In his brief, elegant book The Immersive Enclosure, the media theorist Paul Roquet argues that these failings might actually be a part of VR’s attraction, in the right circumstances. His subject is VR in Japan, where it has had a little more sustained popularity than in the United States. There, Roquet argues, VR is more often seen not as a portal to another world but as a kind of souped-up blindfold: “The most important attribute of the headset is its ability to offer a diminished reality, a tool that brackets out all but the task at hand.” Its most important predecessor is not film or video games or nineteenth-century panoramas, but the Walkman, the first piece of technology that let people replace part of the world around them with something else. (Roquet’s history is a surprising reminder of how strange and disruptive, even controversial, the ability to privately listen to music in public once was.) VR, then, would be just a Walkman for a few more senses.

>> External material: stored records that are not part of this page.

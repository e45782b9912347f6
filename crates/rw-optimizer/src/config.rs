//! Tuning configuration loaded from JSON.

use serde::{Deserialize, Serialize};
use std::collections::BTreeSet;
use std::fs;
use std::path::Path;
use tracing::info;

use rw_engine::RunnerConfig;
use rw_scoring::{validate_scorer_configs, ScorerConfig};
use rw_types::{config_error, Experiment, FeatureFactories, RwResult};

use crate::genetic::GaConfig;

/// Everything a tuning run needs besides judgments and a backend.
#[derive(Debug, Clone, PartialEq, Serialize, Deserialize)]
#[serde(rename_all = "camelCase")]
pub struct TuningConfig {
    pub feature_factories: FeatureFactories,
    pub scorers: Vec<ScorerConfig>,
    #[serde(default, skip_serializing_if = "Option::is_none")]
    pub ga: Option<GaConfig>,
    /// Explicit experiments to evaluate instead of searching.
    #[serde(default, skip_serializing_if = "Option::is_none")]
    pub experiments: Option<Vec<Experiment>>,
    pub url: String,
    #[serde(default, skip_serializing_if = "Option::is_none")]
    pub custom_handler: Option<String>,
    #[serde(default)]
    pub filter_queries: BTreeSet<String>,
    #[serde(default, skip_serializing_if = "Option::is_none")]
    pub id_field: Option<String>,
    #[serde(default, skip_serializing_if = "Option::is_none")]
    pub workers: Option<usize>,
}

impl TuningConfig {
    pub fn from_path<P: AsRef<Path>>(path: P) -> RwResult<Self> {
        let path = path.as_ref();
        let raw = fs::read_to_string(path)?;
        let config = Self::from_json(&raw)?;
        info!(
            "Loaded tuning config from {}: {} features, {} scorers",
            path.display(),
            config.feature_factories.len(),
            config.scorers.len()
        );
        Ok(config)
    }

    pub fn from_json(raw: &str) -> RwResult<Self> {
        let config: Self = serde_json::from_str(raw)
            .map_err(|e| config_error!("invalid tuning config: {e}"))?;
        config.validate()?;
        Ok(config)
    }

    pub fn validate(&self) -> RwResult<()> {
        if self.url.trim().is_empty() {
            return Err(config_error!("url must not be empty"));
        }
        if self.scorers.is_empty() {
            return Err(config_error!("at least one scorer is required"));
        }
        self.feature_factories.validate()?;
        validate_scorer_configs(&self.scorers, self.ga.is_some())?;
        if let Some(ga) = &self.ga {
            ga.validate()?;
        }
        if let Some(experiments) = &self.experiments {
            let mut names = BTreeSet::new();
            for experiment in experiments {
                experiment.validate()?;
                if !names.insert(experiment.name.as_str()) {
                    return Err(config_error!("duplicate experiment name {}", experiment.name));
                }
            }
        }
        self.runner_config().validate()
    }

    /// Fixed settings shared by every generated experiment.
    pub fn base_experiment(&self, name: impl Into<String>) -> Experiment {
        let mut experiment =
            Experiment::new(name, self.url.clone()).with_filter_queries(self.filter_queries.iter().cloned());
        experiment.custom_handler = self.custom_handler.clone();
        experiment
    }

    pub fn runner_config(&self) -> RunnerConfig {
        let mut config = RunnerConfig::default();
        if let Some(workers) = self.workers {
            config.workers = workers;
        }
        if let Some(id_field) = &self.id_field {
            config.id_field = id_field.clone();
        }
        config
    }

    /// Scorer driving selection, or the first scorer.
    pub fn objective_scorer(&self) -> Option<String> {
        self.scorers
            .iter()
            .find(|s| s.params.use_for_train)
            .or_else(|| self.scorers.first())
            .map(ScorerConfig::name)
    }
}
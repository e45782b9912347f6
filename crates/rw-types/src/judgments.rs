//! Judged queries and the result sets returned for them.

use serde::{Deserialize, Serialize};
use std::collections::{BTreeSet, HashMap};
use std::sync::OnceLock;

/// Query set used when a judgment row names none.
pub const DEFAULT_QUERY_SET: &str = "default";

/// Grade reported for documents nobody judged.
pub const NO_JUDGMENT: f64 = -1.0;

/// Immutable key under which every score is indexed.
#[derive(Debug, Clone, PartialEq, Eq, Hash, PartialOrd, Ord, Serialize, Deserialize)]
#[serde(rename_all = "camelCase")]
pub struct QueryInfo {
    pub query_set: String,
    pub query_id: String,
    pub query: String,
    pub count: u32,
}

impl QueryInfo {
    pub fn new(query_set: impl Into<String>, query_id: impl Into<String>, query: impl Into<String>) -> Self {
        Self {
            query_set: query_set.into(),
            query_id: query_id.into(),
            query: query.into(),
            count: 1,
        }
    }

    /// A query keyed by its own text in the default query set.
    pub fn for_query(query: impl Into<String>) -> Self {
        let query = query.into();
        Self::new(DEFAULT_QUERY_SET, query.clone(), query)
    }

    pub fn with_count(mut self, count: u32) -> Self {
        self.count = count;
        self
    }
}

/// Graded relevance of documents for one query.
#[derive(Debug, Clone, Serialize, Deserialize)]
#[serde(rename_all = "camelCase")]
pub struct Judgments {
    pub query_info: QueryInfo,
    grades: HashMap<String, f64>,
    #[serde(skip)]
    sorted: OnceLock<Vec<(String, f64)>>,
}

impl PartialEq for Judgments {
    fn eq(&self, other: &Self) -> bool {
        self.query_info == other.query_info && self.grades == other.grades
    }
}

impl Judgments {
    pub fn new(query_info: QueryInfo) -> Self {
        Self {
            query_info,
            grades: HashMap::new(),
            sorted: OnceLock::new(),
        }
    }

    pub fn with_judgment(mut self, doc_id: impl Into<String>, grade: f64) -> Self {
        self.add_judgment(doc_id, grade);
        self
    }

    /// Set (or overwrite) the grade of a document.
    pub fn add_judgment(&mut self, doc_id: impl Into<String>, grade: f64) {
        self.grades.insert(doc_id.into(), grade);
        self.sorted = OnceLock::new();
    }

    pub fn remove_judgment(&mut self, doc_id: &str) -> Option<f64> {
        let removed = self.grades.remove(doc_id);
        if removed.is_some() {
            self.sorted = OnceLock::new();
        }
        removed
    }

    /// Grade of `doc_id`, or [`NO_JUDGMENT`].
    pub fn get_judgment(&self, doc_id: &str) -> f64 {
        self.grades.get(doc_id).copied().unwrap_or(NO_JUDGMENT)
    }

    pub fn is_judged(&self, doc_id: &str) -> bool {
        self.grades.contains_key(doc_id)
    }

    /// Judgments ordered by grade descending, ties by document id.
    /// Computed on first use and reset by every mutation.
    pub fn sorted(&self) -> &[(String, f64)] {
        self.sorted.get_or_init(|| {
            let mut sorted: Vec<(String, f64)> =
                self.grades.iter().map(|(id, grade)| (id.clone(), *grade)).collect();
            sorted.sort_by(|a, b| b.1.total_cmp(&a.1).then_with(|| a.0.cmp(&b.0)));
            sorted
        })
    }

    pub fn doc_ids(&self) -> impl Iterator<Item = &str> {
        self.grades.keys().map(String::as_str)
    }

    /// Number of documents with a positive grade.
    pub fn relevant_count(&self) -> usize {
        self.grades.values().filter(|g| **g > 0.0).count()
    }

    pub fn len(&self) -> usize {
        self.grades.len()
    }

    pub fn is_empty(&self) -> bool {
        self.grades.is_empty()
    }
}

/// Ordered collection of judged queries.
#[derive(Debug, Clone, Default, PartialEq, Serialize, Deserialize)]
#[serde(transparent)]
pub struct JudgmentList {
    judgments: Vec<Judgments>,
}

impl JudgmentList {
    pub fn new() -> Self {
        Self::default()
    }

    /// Append, merging into an existing entry with the same query key.
    pub fn add(&mut self, judgments: Judgments) {
        match self
            .judgments
            .iter_mut()
            .find(|j| j.query_info == judgments.query_info)
        {
            Some(existing) => {
                for (doc, grade) in judgments.grades {
                    existing.add_judgment(doc, grade);
                }
            }
            None => self.judgments.push(judgments),
        }
    }

    pub fn get(&self, query_id: &str) -> Option<&Judgments> {
        self.judgments.iter().find(|j| j.query_info.query_id == query_id)
    }

    pub fn query_sets(&self) -> BTreeSet<String> {
        self.judgments
            .iter()
            .map(|j| j.query_info.query_set.clone())
            .collect()
    }

    pub fn retain<F: FnMut(&Judgments) -> bool>(&mut self, keep: F) {
        self.judgments.retain(keep);
    }

    pub fn iter(&self) -> std::slice::Iter<'_, Judgments> {
        self.judgments.iter()
    }

    pub fn iter_mut(&mut self) -> std::slice::IterMut<'_, Judgments> {
        self.judgments.iter_mut()
    }

    pub fn as_slice(&self) -> &[Judgments] {
        &self.judgments
    }

    pub fn len(&self) -> usize {
        self.judgments.len()
    }

    pub fn is_empty(&self) -> bool {
        self.judgments.is_empty()
    }
}

impl FromIterator<Judgments> for JudgmentList {
    fn from_iter<I: IntoIterator<Item = Judgments>>(iter: I) -> Self {
        let mut list = JudgmentList::new();
        for judgments in iter {
            list.add(judgments);
        }
        list
    }
}

impl<'a> IntoIterator for &'a JudgmentList {
    type Item = &'a Judgments;
    type IntoIter = std::slice::Iter<'a, Judgments>;

    fn into_iter(self) -> Self::IntoIter {
        self.judgments.iter()
    }
}

/// Ids returned by the backend for one (query, experiment) pair.
#[derive(Debug, Clone, Default, PartialEq, Serialize, Deserialize)]
#[serde(rename_all = "camelCase")]
pub struct SearchResultSet {
    pub ids: Vec<String>,
    pub total_hits: u64,
    pub query_time_ms: u64,
    pub elapsed_ms: u64,
}

impl SearchResultSet {
    pub fn new(ids: Vec<String>, total_hits: u64) -> Self {
        Self {
            ids,
            total_hits,
            query_time_ms: 0,
            elapsed_ms: 0,
        }
    }

    /// What a failed backend call is scored as.
    pub fn empty() -> Self {
        Self::default()
    }

    pub fn with_timings(mut self, query_time_ms: u64, elapsed_ms: u64) -> Self {
        self.query_time_ms = query_time_ms;
        self.elapsed_ms = elapsed_ms;
        self
    }

    pub fn len(&self) -> usize {
        self.ids.len()
    }

    pub fn is_empty(&self) -> bool {
        self.ids.is_empty()
    }
}

#[cfg(test)]
mod tests {
    use super::*;

    #[test]
    fn sorted_view_resets_on_mutation() {
        let mut judgments = Judgments::new(QueryInfo::for_query("laptop"))
            .with_judgment("b", 2.0)
            .with_judgment("a", 2.0)
            .with_judgment("c", 3.0);
        let ids: Vec<&str> = judgments.sorted().iter().map(|(id, _)| id.as_str()).collect();
        assert_eq!(ids, vec!["c", "a", "b"]);

        judgments.add_judgment("d", 5.0);
        assert_eq!(judgments.sorted()[0].0, "d");
        judgments.remove_judgment("d");
        assert_eq!(judgments.sorted()[0].0, "c");
    }

    #[test]
    fn unjudged_sentinel() {
        let judgments = Judgments::new(QueryInfo::for_query("tv")).with_judgment("x", 0.0);
        assert_eq!(judgments.get_judgment("x"), 0.0);
        assert_eq!(judgments.get_judgment("y"), NO_JUDGMENT);
        assert_eq!(judgments.relevant_count(), 0);
    }

    #[test]
    fn list_merges_same_query_and_reports_sets() {
        let list: JudgmentList = vec![
            Judgments::new(QueryInfo::new("head", "q1", "phone")).with_judgment("a", 1.0),
            Judgments::new(QueryInfo::new("head", "q1", "phone")).with_judgment("b", 2.0),
            Judgments::new(QueryInfo::new("tail", "q2", "phone case")).with_judgment("c", 3.0),
        ]
        .into_iter()
        .collect();

        assert_eq!(list.len(), 2);
        assert_eq!(list.get("q1").map(Judgments::len), Some(2));
        assert_eq!(
            list.query_sets().into_iter().collect::<Vec<_>>(),
            vec!["head".to_string(), "tail".to_string()]
        );
    }

    #[test]
    fn judgments_serialize_without_cache() {
        let judgments = Judgments::new(QueryInfo::for_query("tv")).with_judgment("x", 1.0);
        let _ = judgments.sorted();
        let json = serde_json::to_string(&judgments).unwrap();
        let back: Judgments = serde_json::from_str(&json).unwrap();
        assert_eq!(back, judgments);
    }
}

In that case, “the appeal of VR as an alternative frontier depends as much on what isn’t brought over from the existing world as what is.”

This appeal is stronger, of course, the more unpleasant the existing world becomes. Roquet focuses mainly on the social history around this virtual privacy. “Record numbers of Japanese relocated to urban environments” in the early 1960s, he notes, as the use of headphones was spreading, “often to live in wooden housing with notoriously thin walls and in close proximity to neighboring homes.” It is hard, however, not to see a vision of VR’s future here as well. It may well be that VR will get more alluring, and more satisfying, the worse things get—as the need for escape begins to outweigh the simulation’s inadequacies and as the real world becomes so degraded it begins to resemble VR. The whales disappear, and a VR dive cage is better than nothing; summers hit 120 degrees, wars spread, and Google Earth VR seems a better idea than going outside. In this sense, Palmer Luckey has been nurturing our virtual future from both sides: first as the founder of Oculus, and now as the head of a company producing military and law-enforcement drones. Perhaps VR will only truly arrive when the apocalypse does.

Certainly it became much more enticing during the pandemic. We Met in Virtual Reality emerges from this period, as does Hunting’s earlier web series Virtually Speaking and the YouTube channel People Make Games’s report on VRChat, “Making Sense of VRChat, the ‘Metaverse’ People Actually Like”—all of which document a vibrant social version of VR, a glitchy, garish, gregarious sanctuary. Users, generally in cartoonish custom avatars, congregate in customized, mildly interactive virtual spaces—from tree houses, living rooms, and bars to classrooms, malls, and theaters—most equipped with lots of mirrors so people can see their avatared selves. They might play a glitchy version of pool or drive around in more or less functional cars, but mostly they just hang out.

One might have expected VRChat to decline as lockdown lifted and Meta’s family-friendly, much better-funded social VR app was launched. But instead it has continued to grow. This year VRChat hit one hundred thousand simultaneous users for the first time. Not quite “the successor of the mobile internet” Zuckerberg predicted of his failed competitor, but impressive for VR’s current reality. And Covid is just one among many reasons people gave for their presence there, even during lockdown. They cited social anxiety, disability (several sections of We Met in Virtual Reality focus on a VR sign-language school), and grief; a desire for a place where they would be judged for what they said and did rather than how they looked; a desire for a place to be without speaking at all.

VRChat is chaotic, confusing, frequently hideous and ridiculous. But its antic, janky energy feels like a return to the old, pre-social media internet—the homegrown, ingrown spirit of message boards, multi-user dungeons, and Second Life. In it, you can see a somewhat less gloomy vision of what VR’s diminished reality might provide: not a revolution but a refuge, a chance to practice being human, or to take a break from its full weight; a place to resocialize, or to socialize more safely, with more distance and control. A place to try out being another version of yourself, or just to try to find a way to be yourself. And yet I can’t help but hope it will become less useful in the years to come, not more.